Comment lutter contre la fraude sociale activement ? C'est devenu un vrai marronnier, rappelle Agnes Verdier-Molinié. Les estimations sont énormes avec des chiffres de l'ordre de 20 milliards d'euros par an en comptant les prestations sociales - donc les aides - et puis les fraudes aux cotisations sociales. Les candidats à la présidentielle se sont peu emparés du sujet ou évoque des chiffres sans véritables solutions.
"Certains sont prêts à continuer à plus ou moins fermer les yeux"
"Il est temps qu'on en parle un peu car depuis des années, on ne parlait en France surtout que de fraude fiscale. La fraude sociale était presque acceptée un peu comme un élément de notre modèle sociale".

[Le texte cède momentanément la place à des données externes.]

//! Maximum vertex-weighted clique search
//!
//! Bron–Kerbosch with pivoting plus branch-and-bound, run over the bitset
//! representation of [`ConflictGraph`]. Every recursion level receives its
//! `R`, `P` and `X` sets by value, so a recorded best clique can never be
//! disturbed by later work on the same level.
//!
//! A branch is abandoned when `weight(R) + weight(P)` cannot beat the best
//! clique found so far. The summed weight of `P` is an over-estimate of any
//! extension of `R`, which keeps the pruning sound: the optimum is always
//! reached.

use crate::core::error::{Error, Result};
use crate::core::graph::{ConflictGraph, ManeuverSet, Vertex};
use crate::core::maneuver::DirectedManeuver;

/// A clique and its summed weight
#[derive(Debug, Clone, Copy, PartialEq, Eq, Default)]
pub struct Clique {
    pub members: ManeuverSet,
    pub weight: u32,
}

impl Clique {
    pub fn is_empty(&self) -> bool {
        self.members.is_empty()
    }

    pub fn len(&self) -> usize {
        self.members.len()
    }

    pub fn contains(&self, maneuver: DirectedManeuver) -> bool {
        self.members.contains(maneuver)
    }

    /// Members paired with their weights in `graph`, in index order
    pub fn vertices<'g>(&self, graph: &'g ConflictGraph) -> impl Iterator<Item = Vertex> + 'g {
        self.members.iter().map(move |maneuver| Vertex {
            maneuver,
            weight: graph.weight(maneuver),
        })
    }
}

/// Search statistics, reported at trace level
#[derive(Debug, Clone, Copy, Default)]
struct SearchStats {
    calls: u32,
    pruned: u32,
    maximal_cliques: u32,
}

/// Weighted Bron–Kerbosch solver bound to one graph
pub struct WeightedBronKerbosch<'g> {
    graph: &'g ConflictGraph,
    best: Option<Clique>,
    stats: SearchStats,
}

impl<'g> WeightedBronKerbosch<'g> {
    pub fn new(graph: &'g ConflictGraph) -> Self {
        Self {
            graph,
            best: None,
            stats: SearchStats::default(),
        }
    }

    /// Run the search and return a clique of maximum total weight.
    ///
    /// An empty graph yields the empty clique.
    pub fn find_maximum_weight_clique(mut self) -> Result<Clique> {
        let prospective = self.graph.vertex_set();
        self.expand(ManeuverSet::EMPTY, prospective, ManeuverSet::EMPTY)?;

        log::trace!(
            "clique search: {} calls, {} pruned, {} maximal cliques",
            self.stats.calls,
            self.stats.pruned,
            self.stats.maximal_cliques
        );

        Ok(self.best.unwrap_or_default())
    }

    fn best_weight(&self) -> Option<u32> {
        self.best.map(|clique| clique.weight)
    }

    fn expand(
        &mut self,
        current: ManeuverSet,
        mut prospective: ManeuverSet,
        mut excluded: ManeuverSet,
    ) -> Result<()> {
        self.stats.calls += 1;

        if prospective.is_empty() && excluded.is_empty() {
            self.stats.maximal_cliques += 1;
            let weight = self.graph.total_weight(current);
            if self.best_weight().map_or(true, |best| weight > best) {
                self.best = Some(Clique {
                    members: current,
                    weight,
                });
            }
            return Ok(());
        }

        if prospective.is_empty() {
            return Ok(());
        }

        let bound = self.graph.total_weight(current) + self.upper_bound(prospective);
        if self.best_weight().is_some_and(|best| bound <= best) {
            self.stats.pruned += 1;
            return Ok(());
        }

        let pivot = self.choose_pivot(prospective)?;
        let candidates = prospective
            .difference(self.graph.neighbours(pivot))
            .with(pivot);

        for vertex in candidates {
            let neighbours = self.graph.neighbours(vertex);
            self.expand(
                current.with(vertex),
                prospective.intersection(neighbours),
                excluded.intersection(neighbours),
            )?;
            prospective.remove(vertex);
            excluded.insert(vertex);
        }

        Ok(())
    }

    /// Over-estimate of the weight any subset of `prospective` can add
    fn upper_bound(&self, prospective: ManeuverSet) -> u32 {
        self.graph.total_weight(prospective)
    }

    /// Heaviest vertex of `prospective`; lowest index wins ties
    fn choose_pivot(&self, prospective: ManeuverSet) -> Result<DirectedManeuver> {
        let mut pivot: Option<(DirectedManeuver, u32)> = None;
        for maneuver in prospective {
            let weight = self.graph.weight(maneuver);
            if pivot.map_or(true, |(_, best)| weight > best) {
                pivot = Some((maneuver, weight));
            }
        }
        pivot
            .map(|(maneuver, _)| maneuver)
            .ok_or(Error::SolverPrecondition("pivot requested from an empty prospective set"))
    }
}

/// Maximum-weight clique of `graph`
pub fn solve(graph: &ConflictGraph) -> Result<Clique> {
    WeightedBronKerbosch::new(graph).find_maximum_weight_clique()
}

#[cfg(test)]
mod tests {
    use super::*;
    use crate::core::maneuver::{Direction, Maneuver};

    fn dm(direction: Direction, maneuver: Maneuver) -> DirectedManeuver {
        DirectedManeuver::new(direction, maneuver)
    }

    fn set(members: &[DirectedManeuver]) -> ManeuverSet {
        members.iter().copied().collect()
    }

    #[test]
    fn test_all_vertices_in_clique() {
        let v1 = dm(Direction::South, Maneuver::Right);
        let v2 = dm(Direction::East, Maneuver::Right);
        let v3 = dm(Direction::North, Maneuver::Right);
        let v4 = dm(Direction::West, Maneuver::Right);

        let mut graph = ConflictGraph::new();
        graph.add_vertex(v1, 1);
        graph.add_vertex(v2, 2);
        graph.add_vertex(v3, 3);
        graph.add_vertex(v4, 4);
        graph.add_edge(v1, v2);
        graph.add_edge(v2, v3);
        graph.add_edge(v3, v4);
        graph.add_edge(v4, v1);
        graph.add_edge(v1, v3);
        graph.add_edge(v2, v4);

        let clique = solve(&graph).unwrap();
        assert_eq!(clique.members, set(&[v1, v2, v3, v4]));
        assert_eq!(clique.weight, 10);
    }

    #[test]
    fn test_heaviest_clique_is_not_the_largest() {
        let v1 = dm(Direction::South, Maneuver::Right);
        let v2 = dm(Direction::East, Maneuver::Right);
        let v3 = dm(Direction::North, Maneuver::Right);
        let v4 = dm(Direction::West, Maneuver::Right);
        let v5 = dm(Direction::North, Maneuver::Straight);

        let mut graph = ConflictGraph::new();
        graph.add_vertex(v1, 3);
        graph.add_vertex(v2, 100);
        graph.add_vertex(v3, 2);
        graph.add_vertex(v4, 1);
        graph.add_vertex(v5, 2);
        graph.add_edge(v1, v3);
        graph.add_edge(v1, v4);
        graph.add_edge(v1, v5);
        graph.add_edge(v2, v3);
        graph.add_edge(v4, v5);

        let clique = solve(&graph).unwrap();
        assert_eq!(clique.members, set(&[v2, v3]));
        assert_eq!(clique.weight, 102);
    }

    #[test]
    fn test_empty_graph() {
        let graph = ConflictGraph::new();
        let clique = solve(&graph).unwrap();
        assert!(clique.is_empty());
        assert_eq!(clique.weight, 0);
    }

    #[test]
    fn test_single_vertex() {
        let v1 = dm(Direction::West, Maneuver::Right);
        let mut graph = ConflictGraph::new();
        graph.add_vertex(v1, 1);

        let clique = solve(&graph).unwrap();
        assert_eq!(clique.members, set(&[v1]));
    }

    #[test]
    fn test_disconnected_graph_picks_heaviest_vertex() {
        let mut graph = ConflictGraph::new();
        graph.add_vertex(dm(Direction::West, Maneuver::Right), 1);
        graph.add_vertex(dm(Direction::North, Maneuver::Right), 2);
        graph.add_vertex(dm(Direction::South, Maneuver::Right), 3);
        graph.add_vertex(dm(Direction::East, Maneuver::Right), 4);

        let clique = solve(&graph).unwrap();
        assert_eq!(clique.members, set(&[dm(Direction::East, Maneuver::Right)]));
        assert_eq!(clique.weight, 4);
    }

    #[test]
    fn test_light_triangle_beats_heavy_isolated_vertex() {
        // Bounding by the heaviest single prospective vertex would prune the
        // triangle after the isolated vertex is recorded.
        let heavy = dm(Direction::North, Maneuver::Right);
        let a = dm(Direction::East, Maneuver::Right);
        let b = dm(Direction::South, Maneuver::Right);
        let c = dm(Direction::West, Maneuver::Right);

        let mut graph = ConflictGraph::new();
        graph.add_vertex(heavy, 5);
        graph.add_vertex(a, 2);
        graph.add_vertex(b, 2);
        graph.add_vertex(c, 2);
        graph.add_edge(a, b);
        graph.add_edge(b, c);
        graph.add_edge(a, c);

        let clique = solve(&graph).unwrap();
        assert_eq!(clique.members, set(&[a, b, c]));
        assert_eq!(clique.weight, 6);
    }

    #[test]
    fn test_pivot_on_empty_set_is_rejected() {
        let graph = ConflictGraph::new();
        let solver = WeightedBronKerbosch::new(&graph);
        assert!(matches!(
            solver.choose_pivot(ManeuverSet::EMPTY),
            Err(Error::SolverPrecondition(_))
        ));
    }

    #[test]
    fn test_pivot_is_heaviest() {
        let mut graph = ConflictGraph::new();
        graph.add_vertex(DirectedManeuver::ALL[2], 4);
        graph.add_vertex(DirectedManeuver::ALL[5], 9);
        graph.add_vertex(DirectedManeuver::ALL[7], 9);
        let solver = WeightedBronKerbosch::new(&graph);
        assert_eq!(
            solver.choose_pivot(graph.vertex_set()).unwrap(),
            DirectedManeuver::ALL[5]
        );
    }

    #[test]
    fn test_clique_vertices_report_weights() {
        let mut graph = ConflictGraph::new();
        let a = DirectedManeuver::ALL[1];
        let b = DirectedManeuver::ALL[4];
        graph.add_vertex(a, 3);
        graph.add_vertex(b, 1);
        graph.add_edge(a, b);

        let clique = solve(&graph).unwrap();
        let vertices: Vec<Vertex> = clique.vertices(&graph).collect();
        assert_eq!(
            vertices,
            vec![
                Vertex { maneuver: a, weight: 3 },
                Vertex { maneuver: b, weight: 1 },
            ]
        );
        assert!(graph.is_clique(clique.members));
    }
}
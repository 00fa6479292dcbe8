// src/config.rs
//! Environment configuration for the gateway and the ingestion service.
//!
//! Both `from_env` constructors load `.env` first (via dotenvy) and then read
//! process variables. `from_lookup` takes any key lookup so tests can build a
//! config without touching the process environment.

use std::env;
use std::path::PathBuf;
use std::str::FromStr;
use std::time::Duration;

use thiserror::Error;

use crate::chunker::{ChunkError, Chunker, DEFAULT_CHUNK_OVERLAP, DEFAULT_CHUNK_SIZE};

pub const DEFAULT_API_KEY: &str = "dev-key-change-in-production";
pub const DEFAULT_API_KEY_HEADER: &str = "X-API-Key";
pub const DEFAULT_INGESTION_URL: &str = "http://localhost:8001";
pub const DEFAULT_MAX_UPLOAD_BYTES: usize = 50 * 1024 * 1024;
pub const DEFAULT_UPSTREAM_TIMEOUT_SECS: u64 = 30;
pub const DEFAULT_DATABASE_URL: &str = "sqlite:///./documents.db";

#[derive(Error, Debug)]
pub enum ConfigError {
    #[error("Invalid value for {key}: {value}")]
    InvalidValue { key: String, value: String },
    #[error("Unsupported DATABASE_URL: {0}")]
    UnsupportedDatabaseUrl(String),
    #[error("Invalid chunking configuration: {0}")]
    Chunking(#[from] ChunkError),
}

fn parse_or<T, F>(lookup: &F, key: &str, default: T) -> Result<T, ConfigError>
where
    T: FromStr,
    F: Fn(&str) -> Option<String>,
{
    match lookup(key) {
        Some(raw) if !raw.trim().is_empty() => {
            raw.trim().parse().map_err(|_| ConfigError::InvalidValue {
                key: key.to_string(),
                value: raw,
            })
        }
        _ => Ok(default),
    }
}

fn string_or<F>(lookup: &F, key: &str, default: &str) -> String
where
    F: Fn(&str) -> Option<String>,
{
    lookup(key)
        .filter(|v| !v.trim().is_empty())
        .unwrap_or_else(|| default.to_string())
}

fn process_env(key: &str) -> Option<String> {
    env::var(key).ok()
}

/// Where document metadata lives.
#[derive(Debug, Clone, PartialEq, Eq)]
pub enum DatabaseLocation {
    Memory,
    File(PathBuf),
}

impl FromStr for DatabaseLocation {
    type Err = ConfigError;

    /// Accepts `sqlite:///relative/or/./path.db`, `sqlite:////abs/path.db`,
    /// `sqlite://` (in-memory), `:memory:` and bare file paths.
    fn from_str(url: &str) -> Result<Self, Self::Err> {
        let url = url.trim();
        if url == ":memory:" || url == "sqlite://" || url == "sqlite:///:memory:" {
            return Ok(DatabaseLocation::Memory);
        }
        if let Some(path) = url.strip_prefix("sqlite:///") {
            if path.is_empty() {
                return Err(ConfigError::UnsupportedDatabaseUrl(url.to_string()));
            }
            return Ok(DatabaseLocation::File(PathBuf::from(path)));
        }
        if url.contains("://") {
            return Err(ConfigError::UnsupportedDatabaseUrl(url.to_string()));
        }
        Ok(DatabaseLocation::File(PathBuf::from(url)))
    }
}

#[derive(Debug, Clone)]
pub struct GatewayConfig {
    pub host: String,
    pub port: u16,
    pub api_key: String,
    pub api_key_header: String,
    pub ingestion_url: String,
    pub max_upload_bytes: usize,
    pub allowed_extensions: Vec<String>,
    pub upstream_timeout: Duration,
}

impl GatewayConfig {
    pub fn from_env() -> Result<Self, ConfigError> {
        dotenvy::dotenv().ok();
        Self::from_lookup(process_env)
    }

    pub fn from_lookup<F>(lookup: F) -> Result<Self, ConfigError>
    where
        F: Fn(&str) -> Option<String>,
    {
        let allowed_extensions = lookup("ALLOWED_EXTENSIONS")
            .map(|raw| parse_extensions(&raw))
            .filter(|exts| !exts.is_empty())
            .unwrap_or_else(|| vec![".pdf".to_string()]);

        let max_upload_bytes = parse_or(&lookup, "MAX_UPLOAD_BYTES", DEFAULT_MAX_UPLOAD_BYTES)?;
        if max_upload_bytes == 0 {
            return Err(ConfigError::InvalidValue {
                key: "MAX_UPLOAD_BYTES".into(),
                value: "0".into(),
            });
        }

        let timeout_secs: u64 =
            parse_or(&lookup, "UPSTREAM_TIMEOUT_SECS", DEFAULT_UPSTREAM_TIMEOUT_SECS)?;
        if timeout_secs == 0 {
            return Err(ConfigError::InvalidValue {
                key: "UPSTREAM_TIMEOUT_SECS".into(),
                value: "0".into(),
            });
        }

        Ok(Self {
            host: string_or(&lookup, "GATEWAY_HOST", "0.0.0.0"),
            port: parse_or(&lookup, "GATEWAY_PORT", 8000)?,
            api_key: string_or(&lookup, "API_KEY", DEFAULT_API_KEY),
            api_key_header: string_or(&lookup, "API_KEY_HEADER", DEFAULT_API_KEY_HEADER),
            ingestion_url: string_or(&lookup, "INGESTION_SERVICE_URL", DEFAULT_INGESTION_URL)
                .trim_end_matches('/')
                .to_string(),
            max_upload_bytes,
            allowed_extensions,
            upstream_timeout: Duration::from_secs(timeout_secs),
        })
    }

    pub fn bind_addr(&self) -> String {
        format!("{}:{}", self.host, self.port)
    }

    pub fn uses_default_api_key(&self) -> bool {
        self.api_key == DEFAULT_API_KEY
    }
}

/// Normalise a comma separated list like `pdf, .PDF ,txt` into `[".pdf", ".txt"]`.
fn parse_extensions(raw: &str) -> Vec<String> {
    let mut out: Vec<String> = Vec::new();
    for token in raw.split(',') {
        let t = token.trim().trim_start_matches('.').to_ascii_lowercase();
        if t.is_empty() {
            continue;
        }
        let ext = format!(".{}", t);
        if !out.contains(&ext) {
            out.push(ext);
        }
    }
    out
}

#[derive(Debug, Clone)]
pub struct IngestionConfig {
    pub host: String,
    pub port: u16,
    pub chunk_size: usize,
    pub chunk_overlap: usize,
    pub database: DatabaseLocation,
}

impl IngestionConfig {
    pub fn from_env() -> Result<Self, ConfigError> {
        dotenvy::dotenv().ok();
        Self::from_lookup(process_env)
    }

    pub fn from_lookup<F>(lookup: F) -> Result<Self, ConfigError>
    where
        F: Fn(&str) -> Option<String>,
    {
        let config = Self {
            host: string_or(&lookup, "INGESTION_HOST", "0.0.0.0"),
            port: parse_or(&lookup, "INGESTION_PORT", 8001)?,
            chunk_size: parse_or(&lookup, "CHUNK_SIZE", DEFAULT_CHUNK_SIZE)?,
            chunk_overlap: parse_or(&lookup, "CHUNK_OVERLAP", DEFAULT_CHUNK_OVERLAP)?,
            database: string_or(&lookup, "DATABASE_URL", DEFAULT_DATABASE_URL).parse()?,
        };
        // Reject a bad size/overlap pair at start-up rather than per request.
        config.chunker()?;
        Ok(config)
    }

    pub fn chunker(&self) -> Result<Chunker, ChunkError> {
        Chunker::new(self.chunk_size, self.chunk_overlap)
    }

    pub fn bind_addr(&self) -> String {
        format!("{}:{}", self.host, self.port)
    }
}
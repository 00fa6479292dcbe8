//! Document metadata store.
//!
//! One row per successful ingestion. Rows are inserted and listed, never
//! updated or deleted. SQLite serialises writers; the connection itself sits
//! behind a mutex so the store can be shared across actix workers.

use std::path::Path;

use chrono::{DateTime, Utc};
use parking_lot::Mutex;
use rusqlite::{params, Connection};
use serde::Serialize;
use thiserror::Error;
use tracing::info;

use super::schema_init::SchemaInitializer;
use crate::config::DatabaseLocation;

#[derive(Debug, Error)]
pub enum StoreError {
    #[error("database error: {0}")]
    Database(#[from] rusqlite::Error),
    #[error("failed to prepare database directory {path}: {reason}")]
    Directory { path: String, reason: String },
}

#[derive(Debug, Clone, PartialEq, Eq, Serialize)]
pub struct Document {
    pub id: i64,
    pub filename: String,
    pub total_pages: i64,
    pub total_chunks: i64,
    pub uploaded_at: DateTime<Utc>,
}

#[derive(Debug, Clone)]
pub struct NewDocument<'a> {
    pub filename: &'a str,
    pub total_pages: usize,
    pub total_chunks: usize,
}

pub struct DocumentStore {
    conn: Mutex<Connection>,
}

impl DocumentStore {
    pub fn open(location: &DatabaseLocation) -> Result<Self, StoreError> {
        let conn = match location {
            DatabaseLocation::Memory => Connection::open_in_memory()?,
            DatabaseLocation::File(path) => {
                ensure_parent_dir(path)?;
                info!(path = %path.display(), "Opening document database");
                Connection::open(path)?
            }
        };
        Self::from_connection(conn)
    }

    pub fn open_in_memory() -> Result<Self, StoreError> {
        Self::open(&DatabaseLocation::Memory)
    }

    pub fn from_connection(conn: Connection) -> Result<Self, StoreError> {
        SchemaInitializer::init(&conn)?;
        Ok(Self {
            conn: Mutex::new(conn),
        })
    }

    /// Insert a record stamped with the current UTC time and return it with its new id.
    pub fn insert(&self, doc: &NewDocument<'_>) -> Result<Document, StoreError> {
        let uploaded_at = Utc::now();
        let conn = self.conn.lock();
        conn.execute(
            "INSERT INTO documents (filename, total_pages, total_chunks, uploaded_at)
             VALUES (?1, ?2, ?3, ?4)",
            params![
                doc.filename,
                doc.total_pages as i64,
                doc.total_chunks as i64,
                uploaded_at
            ],
        )?;
        Ok(Document {
            id: conn.last_insert_rowid(),
            filename: doc.filename.to_string(),
            total_pages: doc.total_pages as i64,
            total_chunks: doc.total_chunks as i64,
            uploaded_at,
        })
    }

    /// All records, newest first.
    pub fn list(&self) -> Result<Vec<Document>, StoreError> {
        let conn = self.conn.lock();
        let mut stmt = conn.prepare(
            "SELECT id, filename, total_pages, total_chunks, uploaded_at
             FROM documents
             ORDER BY uploaded_at DESC, id DESC",
        )?;
        let rows = stmt.query_map([], |row| {
            Ok(Document {
                id: row.get(0)?,
                filename: row.get(1)?,
                total_pages: row.get(2)?,
                total_chunks: row.get(3)?,
                uploaded_at: row.get(4)?,
            })
        })?;
        let docs = rows.collect::<Result<Vec<_>, _>>()?;
        Ok(docs)
    }
}

fn ensure_parent_dir(path: &Path) -> Result<(), StoreError> {
    match path.parent() {
        Some(parent) if !parent.as_os_str().is_empty() && !parent.exists() => {
            std::fs::create_dir_all(parent).map_err(|e| StoreError::Directory {
                path: parent.display().to_string(),
                reason: e.to_string(),
            })
        }
        _ => Ok(()),
    }
}
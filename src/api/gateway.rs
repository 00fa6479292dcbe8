//! Public gateway: authenticates, validates uploads and forwards them to the
//! ingestion service.

use std::net::TcpListener;

use actix_cors::Cors;
use actix_multipart::Multipart;
use actix_web::dev::Server;
use actix_web::http::header::ContentType;
use actix_web::{web, App, HttpResponse, HttpServer};
use serde::{Deserialize, Serialize};
use tracing::{info, warn};

use crate::api::{io_error, HealthResponse};
use crate::auth::ApiKeyAuth;
use crate::config::GatewayConfig;
use crate::errors::ApiResult;
use crate::monitoring::{metrics_handler, RequestContext, RequestTrace, REQUEST_ID_HEADER};
use crate::multipart::read_upload;
use crate::upstream::IngestionClient;
use crate::validation::{check_size, check_upload_name};

pub const SERVICE_NAME: &str = "api-gateway";
pub const DISPLAY_NAME: &str = "Research Copilot";

#[derive(Debug, Clone, Serialize, Deserialize, PartialEq, Eq)]
pub struct InfoResponse {
    pub name: String,
    pub version: String,
}

#[derive(Clone)]
pub struct GatewayState {
    pub config: GatewayConfig,
    pub client: IngestionClient,
}

impl GatewayState {
    pub fn new(config: GatewayConfig) -> std::io::Result<Self> {
        let client = IngestionClient::new(config.ingestion_url.clone(), config.upstream_timeout)
            .map_err(io_error)?;
        Ok(Self { config, client })
    }
}

pub async fn health() -> HttpResponse {
    HttpResponse::Ok().json(HealthResponse::ok(SERVICE_NAME))
}

pub async fn info() -> HttpResponse {
    HttpResponse::Ok().json(InfoResponse {
        name: DISPLAY_NAME.to_string(),
        version: env!("CARGO_PKG_VERSION").to_string(),
    })
}

/// POST /upload
///
/// The filename is checked before the body is read; the body read stops as
/// soon as it passes `max_upload_bytes`. On success the ingestion response is
/// relayed unchanged.
pub async fn upload(
    state: web::Data<GatewayState>,
    ctx: RequestContext,
    mut payload: Multipart,
) -> ApiResult<HttpResponse> {
    let config = &state.config;

    let upload = read_upload(&mut payload, Some(config.max_upload_bytes), |name| {
        check_upload_name(name, &config.allowed_extensions)
    })
    .await
    .map_err(|e| {
        warn!(request_id = %ctx.request_id, error = %e, "upload rejected");
        e
    })?;

    if let Err(e) = check_size(upload.len(), config.max_upload_bytes) {
        warn!(
            request_id = %ctx.request_id,
            filename = %upload.filename,
            error = %e,
            "upload rejected"
        );
        return Err(e);
    }

    info!(
        request_id = %ctx.request_id,
        filename = %upload.filename,
        bytes = upload.len(),
        "upload accepted"
    );

    let reply = state.client.process_pdf(&ctx, upload).await?;
    Ok(HttpResponse::build(reply.status)
        .insert_header(ContentType::json())
        .body(reply.body))
}

pub fn configure(cfg: &mut web::ServiceConfig) {
    cfg.route("/health", web::get().to(health))
        .route("/info", web::get().to(info))
        .route("/metrics", web::get().to(metrics_handler))
        .route("/upload", web::post().to(upload));
}

fn cors(config: &GatewayConfig) -> Cors {
    Cors::default()
        .allow_any_origin()
        .allowed_methods(vec!["GET", "POST"])
        .allowed_headers(vec!["content-type".to_string(), config.api_key_header.clone()])
        .expose_headers(vec![REQUEST_ID_HEADER])
        .max_age(3600)
}

/// Serve the gateway on an already bound listener.
pub fn run_gateway_server(config: GatewayConfig, listener: TcpListener) -> std::io::Result<Server> {
    let state = web::Data::new(GatewayState::new(config)?);
    let addr = listener.local_addr()?;

    info!(
        addr = %addr,
        ingestion_url = %state.config.ingestion_url,
        max_upload_bytes = state.config.max_upload_bytes,
        allowed = %state.config.allowed_extensions.join(","),
        timeout_secs = state.config.upstream_timeout.as_secs(),
        "starting gateway"
    );

    let server = HttpServer::new(move || {
        let config = &state.config;
        App::new()
            .app_data(state.clone())
            .wrap(ApiKeyAuth::new(
                config.api_key_header.clone(),
                config.api_key.clone(),
            ))
            .wrap(RequestTrace::new(SERVICE_NAME))
            .wrap(cors(config))
            .configure(configure)
    })
    .listen(listener)?
    .run();

    Ok(server)
}

pub fn start_gateway_server(config: GatewayConfig) -> std::io::Result<Server> {
    let listener = TcpListener::bind(config.bind_addr())?;
    run_gateway_server(config, listener)
}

"Mais, ces derniers temps, les mentalités changent, nuance Agnès Verdié-Molinié. Les chiffres sortent, on en parle, il y a eu des rapports parlementaires et beaucoup de candidats à la présidence de la République imaginent récupérer énormément de recettes publiques pour se financer rien qu'en faisant la chasse aux fraudes sociales".
"Marine Le Pen annonce 15 milliards d'euros de recettes supplémentaires par an en luttant contre la fraude fiscale et sociale. Valérie Pécresse propose à peu près la même chose. Éric Zemmour parle de 5 milliards contre la fraude sociale et 10 milliards sur la fraude fiscale. Mais de l'autre côté, à gauche, Jean-Luc Mélenchon, Anne Hidalgo ne parlent pas du tout de fraude sociale. Ils parlent de fraude fiscale mais pas de fraude sociale".
"On voit bien que certains sont prêts à continuer à plus ou moins fermer les yeux sur cette fraude sociale alors que le RSA est énormément fraudé. On estime cette fraude à 1 milliard d'euros par an avec 10% des versements suspects. Il y a aussi des cartes vitales sur numéraires, beaucoup d'emplois ne sont pas déclarés. Et, on peut estimer qu'il y a de l'économie grise en France pour à peu près l'équivalent de 11% de notre richesse nationale".
Que proposent les candidats pour lutter contre la fraude sociale ?
"C'est beaucoup plus flou, estime Agnès Verdié-Molinié. On voit bien ce qu'ils veulent récupérer mais on ne voit pas trop bien comment ils vont le faire. Parce que, contrairement à ce qu'il se fait dans d'autres pays, aucun candidat ne propose de rendre imposable les aides sociales versées en complément de revenu. Ils ne proposent pas non plus de plafonner ces aides ou de fusionner la carte vitale avec la carte d'identité et les rendre biométriques comme cela se passe en Belgique. Là-bas, ça fonctionne très bien, il n'y a pas de problème de contrôle d'identité de ceux qui sont bénéficiaires".
"On comprend qu'il y ait des objectifs hyper ambitieux mais il n'y a pas tellement de chemin pour y aller, d'explication de texte pour savoir comment ils vont récupérer tous ces milliards".
Quels sont les problèmes ?
"Le problème est d'imaginer que l'on va récupérer énormément d'argent avec 10 ou 15 milliards sur la fraude fiscale et sociale et que cela permette d'annoncer en face des dépenses équivalentes alors qu'en fait, en réalité, ce n'est pas cohérent par rapport à ce que proposent les candidats", explique Agnès Verdié-Molinié.
"Ces montants-là ne peuvent être atteints que si on fait une énorme réform en profondeur de notre modèle sociale comment le font les pays du nord de l'Europe, en supprimant progressivement les minima sociaux ou les indemnités sociales quand, ceux qui en bénéficient, refusent de retourner à l'emploi déclaré. Un, deux ou trois refus d'emplois devraient faire supprimer des suppressions d'aides. Mais ça, ça n'est pas non plus proposer par les candidats.
"Donc on peut craindre une chose : s'il n'y a pas de nouvelles mesures qui sont dévoilées dans les prochaines semaines, tous ces milliards annoncés de récupération sur la fraude seront un peu illusoires".